Court of Appeals of the State of New York
Jan 1, 1866
34 N.Y. 473 (N.Y. 1866)

Summary

In Bank of Beloit v. Beale (34 N.Y. 473), the plaintiff put in evidence a judgment-roll in which it was neither a party nor privy to show that Sweet had made an election therein, which bound him, and consequently the defendant Beale. This court held the judgment conclusively proved the election.

Summary of this case from Terry et al. v. Munger

Opinion

January Term, 1866

J.C. Carter, for the appellants.

Ed. P. Clark, for the respondent.


The plaintiff consigned to the defendants for sale a quantity of wool, which they sold at different times and for different prices. The last sale was made on the 11th of September, 1858. That the gross amount received was $7,375.36. This appeared from account of sales rendered by the defendants to the plaintiff.

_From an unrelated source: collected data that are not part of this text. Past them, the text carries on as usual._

//! Core domain entities.
//!
//! Entities here are plain data with no behavior beyond small invariant
//! helpers — the rules that act on them (parsing, resolving, batching) live
//! in the crates that consume this one.

mod chunk;
mod code_entity;
mod document;
mod drift;
mod file_info;
mod import_record;
mod project;
mod project_metadata;

pub use chunk::Chunk;
pub use code_entity::{CodeEntity, EntityKind};
pub use document::{Document, DocumentChunk, DocumentLink, DriftStatus, ExplicitMatchPattern, LinkType, Relevance};
pub use drift::{DriftAnalysis, DriftIssue, DriftSeverity};
pub use file_info::FileInfo;
pub use import_record::ImportRecord;
pub use project::Project;
pub use project_metadata::ProjectMetadata;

The defendants set up as a defense that one B.A. Sweet was the owner of said wool, and that the same was in the possession of one Marcel B. Sherwood, in the State of Wisconsin, as the agent of said Sweet, and that said Sherwood held said wool in his possession as such agent, for the purpose of preparing the same for transportation, and causing it to be transported to said Sweet in the city of Albany. That said Sherwood wrongfully and fraudulently, and for the purpose of deceiving and defrauding the said Sweet, and of converting the said wool to his own use, delivered the said wool to the said plaintiff; and that thereupon the plaintiff consigned the said wool to the defendants in the city of New York. That the defendants not being aware of the facts, and not knowing who the true owner of said wool was, and supposing that the said plaintiff was the owner of the same, received the said wool from the said plaintiff in pursuance of the consignment aforesaid. That afterward, and before the said defendants had sold the whole of the said wool, and before the making of the demand mentioned in the complaint, the said Sweet informed the defendants that the said wool was his property, and that he was entitled to the possession thereof, and directed the said defendants not to deliver the same or the proceeds thereof to the said plaintiff, but to deliver the said proceeds to him, the said Sweet, as he had good right to do.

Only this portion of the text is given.